The Divine A Play for Sarah Bernhardt

by Michel Marc Bouchard • The Good Life Performance • Megan Palm

Intro

Having never before entered the Constans Theatre here at UF, I had no idea what to expect. Granted, I've been to a few plays and shows throughout my life, but every theater setup is a little different. The plot and setting of every play is generally also unique, so I was excited to see what the playwrights created and how the actors made this script a reality. I'd heard mixed reviews about "The Divine" from my peers before seeing it performed myself, however I was determined to keep an open mind. I went to see this play Thursday, January 26th with a friend.

The Spatial Experience

When I first entered the Contans Theatre, I noticed how wide it was and how the stage comes forward towards the seats on either end. I also noticed how far back the stage extends, but initially my first thought was that it was rather normal-looking -- not too big, not too small. In the words of Goldilocks, it was "just right," because the slightly smaller size added a greater intimacy to the performance (plus we got better seats). I was seated on the left with a friend, but again the size of the theater made the precise seat unimportant, as we all got a fairly good view.

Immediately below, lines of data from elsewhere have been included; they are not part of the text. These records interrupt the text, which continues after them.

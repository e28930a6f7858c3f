//! Signal handling for graceful server shutdown.
//!
//! This module provides cross-platform signal handling to allow the server
//! to shut down gracefully when receiving termination signals.

use tokio::signal;
use tracing::info;

/// Waits for a shutdown signal and announces it.
///
/// Listens for termination signals (SIGINT, SIGTERM on Unix; Ctrl+C on Windows)
/// and returns when one is received.
///
/// # Platform Support
///
/// * **Unix platforms**: Handles SIGINT and SIGTERM signals
/// * **Windows**: Handles Ctrl+C signal
///
/// # Returns
///
/// `Ok(())` when a shutdown signal is received, or an error if signal
/// handling setup failed.
pub async fn wait_for_shutdown_signal() -> Result<(), Box<dyn std::error::Error>> {
    wait_for_shutdown_signal_silent().await?;
    info!("📡 Received shutdown signal - initiating graceful shutdown");
    Ok(())
}

/// Waits for a shutdown signal without logging its arrival.
///
/// Used for the second-signal watcher, which wants to act rather than
/// announce.
pub async fn wait_for_shutdown_signal_silent() -> Result<(), Box<dyn std::error::Error>> {
    #[cfg(unix)]
    {
        use signal::unix::{signal, SignalKind};

        let mut sigint = signal(SignalKind::interrupt())?;
        let mut sigterm = signal(SignalKind::terminate())?;

        tokio::select! {
            _ = sigint.recv() => (),
            _ = sigterm.recv() => ()
        }
    }

    #[cfg(windows)]
    signal::ctrl_c().await?;

    Ok(())
}
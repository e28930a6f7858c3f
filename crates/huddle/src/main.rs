//! Binary entry point for the huddle presence server.
//!
//! All startup logic lives in the library crate so it can be exercised from
//! tests; this file only stands up the runtime and delegates.

#[tokio::main]
async fn main() -> Result<(), Box<dyn std::error::Error>> {
    lib_huddle::init().await
}
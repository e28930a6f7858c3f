//! Command-line interface handling for the huddle presence server.
//!
//! This module provides command-line argument parsing and CLI interface management
//! using the `clap` crate for robust argument handling.

use clap::{Arg, Command};
use std::path::PathBuf;

/// Command line arguments parsed from user input.
///
/// This structure holds all the command-line options that can be used to
/// override configuration file settings or provide runtime parameters.
#[derive(Debug, Clone)]
pub struct CliArgs {
    /// Path to the configuration file
    pub config_path: PathBuf,
    /// Optional override for bind address
    pub bind_address: Option<String>,
    /// Optional override for the store/bus connection URL
    pub store_url: Option<String>,
    /// Optional override for log level
    pub log_level: Option<String>,
    /// Whether to force JSON log output
    pub json_logs: bool,
}

impl CliArgs {
    /// Parses command line arguments using clap.
    ///
    /// Sets up the command-line interface with all available options and
    /// returns a structured representation of the parsed arguments.
    ///
    /// # Returns
    ///
    /// A `CliArgs` instance containing all parsed command-line options.
    pub fn parse() -> Self {
        let matches = Command::new("Huddle Presence Server")
            .version(env!("CARGO_PKG_VERSION"))
            .about("Real-time presence server for 2D virtual-world meetings")
            .arg(
                Arg::new("config")
                    .short('c')
                    .long("config")
                    .value_name("FILE")
                    .help("Configuration file path")
                    .default_value("config.toml"),
            )
            .arg(
                Arg::new("bind")
                    .short('b')
                    .long("bind")
                    .value_name("ADDRESS")
                    .help("Bind address (e.g., 127.0.0.1:8080)"),
            )
            .arg(
                Arg::new("store-url")
                    .short('s')
                    .long("store-url")
                    .value_name("URL")
                    .help("Store connection URL (e.g., redis://127.0.0.1:6379)"),
            )
            .arg(
                Arg::new("log-level")
                    .short('l')
                    .long("log-level")
                    .value_name("LEVEL")
                    .help("Log level (trace, debug, info, warn, error)"),
            )
            .arg(
                Arg::new("json-logs")
                    .long("json-logs")
                    .help("Output logs in JSON format")
                    .action(clap::ArgAction::SetTrue),
            )
            .get_matches();

        Self {
            config_path: PathBuf::from(
                matches
                    .get_one::<String>("config")
                    .expect("Default config path should always be set"),
            ),
            bind_address: matches.get_one::<String>("bind").cloned(),
            store_url: matches.get_one::<String>("store-url").cloned(),
            log_level: matches.get_one::<String>("log-level").cloned(),
            json_logs: matches.get_flag("json-logs"),
        }
    }
}
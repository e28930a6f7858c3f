//! Client connection representation.
//!
//! This module defines the structure of individual client connections,
//! tracking their identity and room session state.

use huddle_room_system::{RoomId, SocketId, UserId};
use std::net::SocketAddr;
use std::time::SystemTime;

/// An established room membership on one connection.
///
/// A connection holds at most one session at a time. The session is created
/// when a room verb succeeds and cleared on leave or disconnect.
#[derive(Debug, Clone, PartialEq, Eq)]
pub struct Session {
    /// The authenticated user occupying the room
    pub user_id: UserId,

    /// The room the session belongs to
    pub room_id: RoomId,
}

/// Represents an individual client connection to the gateway.
///
/// This structure tracks the essential information about a connected client:
/// the socket ID minted at accept time, the room session once one is
/// established, the network address and connection timing.
#[derive(Debug)]
pub struct ClientConnection {
    /// The socket ID minted for this connection at accept time
    pub socket_id: SocketId,

    /// The active room session (None until a room verb succeeds)
    pub session: Option<Session>,

    /// The remote network address of the client
    pub remote_addr: SocketAddr,

    /// When this connection was established
    pub connected_at: SystemTime,
}

impl ClientConnection {
    /// Creates a new client connection with the specified remote address.
    ///
    /// The connection starts without a session and records the current time
    /// as the connection timestamp.
    pub fn new(socket_id: SocketId, remote_addr: SocketAddr) -> Self {
        Self {
            socket_id,
            session: None,
            remote_addr,
            connected_at: SystemTime::now(),
        }
    }
}
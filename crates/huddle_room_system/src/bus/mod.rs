//! # Event Bus
//!
//! Publish/subscribe fabric connecting the process instances. Two channel
//! kinds exist:
//!
//! - `room:<roomId>` broadcasts occupant lifecycle events to every process
//!   that has served the room;
//! - `proc:<processId>` is point-to-point, carrying signaling relays and
//!   near/far notifications for sockets owned by that one process.
//!
//! A process subscribes once at startup: its own proc channel exactly, plus
//! the room pattern. Publishes are fire-and-forget at the call sites (spawn,
//! log on failure, never retry); subscribers receive a best-effort ordered
//! stream per publisher and apply it through tolerant cache logic.
//!
//! Room frames carry the publishing process's id. The decoder drops frames
//! this process published itself, since the publisher already applied the
//! event and fanned it out to its local sockets on the handler path.
//!
//! Backends: [`RedisEventBus`] over Redis Pub/Sub for multi-process
//! deployments, [`LocalEventBus`] looping frames back in process for
//! single-instance runs and tests. Both put identical JSON on the channel,
//! so either side of the seam sees the same frames.

pub mod local;
pub mod redis;

pub use local::LocalEventBus;
pub use redis::RedisEventBus;

use crate::error::BusError;
use crate::events::{ProcEvent, RoomEvent};
use crate::types::{ProcessId, RoomId};
use async_trait::async_trait;
use serde::{Deserialize, Serialize};
use tokio::sync::mpsc;
use tracing::warn;

/// Pattern covering every room channel, for the startup subscription.
pub const ROOM_CHANNEL_PATTERN: &str = "room:*";

/// Channel carrying one room's lifecycle events.
pub fn room_channel(room: &RoomId) -> String {
    format!("room:{room}")
}

/// Channel addressed to one process instance.
pub fn proc_channel(process: ProcessId) -> String {
    format!("proc:{process}")
}

/// Extracts the room id from a room channel name.
pub fn parse_room_channel(channel: &str) -> Option<RoomId> {
    channel.strip_prefix("room:").map(RoomId::from)
}

/// One decoded message arriving on this process's subscriptions.
#[derive(Debug, Clone, PartialEq)]
pub enum BusMessage {
    /// Lifecycle event for a room (which this process may or may not hold).
    Room { room_id: RoomId, event: RoomEvent },
    /// Point-to-point payload addressed to a socket this process owns.
    Proc(ProcEvent),
}

/// Wire envelope for room-channel frames. The origin lets each subscriber
/// drop its own publishes when they echo back through the pattern
/// subscription.
#[derive(Debug, Serialize, Deserialize)]
pub(crate) struct RoomFrame {
    pub origin: ProcessId,
    pub event: RoomEvent,
}

/// The bus contract. One instance per process, created at startup and
/// injected into the gateway.
#[async_trait]
pub trait EventBus: Send + Sync {
    /// Publishes a lifecycle event on the room's channel.
    async fn publish_room(&self, room: &RoomId, event: &RoomEvent) -> Result<(), BusError>;

    /// Publishes a point-to-point payload on one process's channel. The
    /// caller resolves `process` through the registry first.
    async fn publish_proc(&self, process: ProcessId, event: &ProcEvent) -> Result<(), BusError>;

    /// Opens this process's subscription stream: its own proc channel plus
    /// every room channel. Called once at startup; the receiver is consumed
    /// by the gateway's bus loop.
    async fn subscribe(&self) -> Result<mpsc::Receiver<BusMessage>, BusError>;
}

/// Decodes one raw frame into a [`BusMessage`], filtering proc frames to
/// this process and dropping this process's own room publishes.
///
/// Undecodable payloads are logged and dropped; a bad frame must never take
/// the subscription loop down.
pub(crate) fn decode_frame(
    channel: &str,
    payload: &str,
    self_process: ProcessId,
) -> Option<BusMessage> {
    if channel == proc_channel(self_process) {
        return match serde_json::from_str::<ProcEvent>(payload) {
            Ok(event) => Some(BusMessage::Proc(event)),
            Err(e) => {
                warn!("❌ Undecodable proc frame on '{}': {}", channel, e);
                None
            }
        };
    }
    if let Some(room_id) = parse_room_channel(channel) {
        return match serde_json::from_str::<RoomFrame>(payload) {
            Ok(frame) if frame.origin == self_process => None,
            Ok(frame) => Some(BusMessage::Room {
                room_id,
                event: frame.event,
            }),
            Err(e) => {
                warn!("❌ Undecodable room frame on '{}': {}", channel, e);
                None
            }
        };
    }
    None
}

#[cfg(test)]
mod tests {
    use super::*;
    use crate::types::{Cell, SocketId, UserId};

    #[test]
    fn channel_names_follow_the_scheme() {
        let process = ProcessId::new();
        assert_eq!(room_channel(&RoomId::from("r-1")), "room:r-1");
        assert_eq!(proc_channel(process), format!("proc:{process}"));
        assert_eq!(parse_room_channel("room:r-1"), Some(RoomId::from("r-1")));
        assert_eq!(parse_room_channel("proc:x"), None);
    }

    #[test]
    fn decode_routes_room_and_proc_frames() {
        let process = ProcessId::new();
        let room_event = RoomEvent::Joined {
            user_id: UserId::from("u"),
            position: Cell::new(1, 1),
            socket_id: SocketId::new(),
        };
        let payload = serde_json::to_string(&RoomFrame {
            origin: ProcessId::new(),
            event: room_event.clone(),
        })
        .expect("serialize room frame");
        assert_eq!(
            decode_frame("room:r-1", &payload, process),
            Some(BusMessage::Room {
                room_id: RoomId::from("r-1"),
                event: room_event,
            })
        );

        let proc_event = ProcEvent::Near {
            to: SocketId::new(),
            user_id: UserId::from("u"),
            socket_id: SocketId::new(),
        };
        let payload = serde_json::to_string(&proc_event).expect("serialize proc event");
        assert_eq!(
            decode_frame(&proc_channel(process), &payload, process),
            Some(BusMessage::Proc(proc_event))
        );
    }

    #[test]
    fn decode_drops_this_processes_own_room_frames() {
        let process = ProcessId::new();
        let payload = serde_json::to_string(&RoomFrame {
            origin: process,
            event: RoomEvent::Left {
                user_id: UserId::from("u"),
            },
        })
        .expect("serialize room frame");
        assert_eq!(decode_frame("room:r-1", &payload, process), None);
    }

    #[test]
    fn decode_drops_garbage_and_foreign_channels() {
        let process = ProcessId::new();
        assert_eq!(decode_frame("room:r-1", "not json", process), None);
        assert_eq!(decode_frame("unrelated", "{}", process), None);
        assert_eq!(
            decode_frame(&proc_channel(ProcessId::new()), "{}", process),
            None
        );
    }
}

At first the room was somewhat dimly lit but the stage decorations (excuse my lack of proper theatre terms) looked amazing. There were these massive brown-framed (or perhaps gold) stained-glass windows which were painted with an array of colors blended beautifully. When the lights dimmed and the performance started, I remember being startled by the actors running down the stairs -- playing the role of, if I recall correctly, frantic journalists. I hadn't expected that, and it was a very cool way for the audience to get even closer to the story. It especially helped to grab our attention in the beginning. Mostly, though, as the initial hush fell over the audience, I remember being excited for the play to start.

The Social Experience

I attended the performance with my friend, Ivan. We both dressed somewhat nicely, which for us entailed putting in slightly more effort to get ready for the performance than we do on the average day for, say, classes. Attending the performance with a friend definitely strengthened my experience of the play, as we spoke about the events and themes of the play during intermission and exchanged opinions afterward. My companion, for example, pointed out the irony of having a play within a play, as occurred in "The Divine." For example, Sarah Bernhardt's concern over being a major actress who only appears during the third act occurred in the performance during her initial appearance, ironically also during the third act.

The Cultural and Intellectual Experience

Based on my observations, this play focused primarily on social divides, the oppression of the working class, and moral controversies. Additionally, The Divine incorporates elements of Canadian culture, history and religion. The play begins as a young man, Talbot, arrives at the Grand Seminary (essentially a priest school in Canada) after getting into a fight with a priest at his old academy. We learn that Talbot's mother is widowed and she and his younger brother work in a shoe factory (in rather dangerous conditions) to scrape together money for his seminary school. We also meet Michaud, another student at the Grand Seminary, who secretly wants to be a writer and is fascinated with actress Sarah Bernhardt, who coincidentally is in town to perform a play. Throughout the play the troubled past of Talbot is uncovered, and both he and Michaud undergo serious character development, as they are forced to make choices about what is morally and ethically right once Michaud finds out about Talbot's past abuse by a priest. The poor working conditions at the shoe factory ultimately lead to the death of Talbot's brother, Leo, which also attests to the central concept of the oppression of the working class.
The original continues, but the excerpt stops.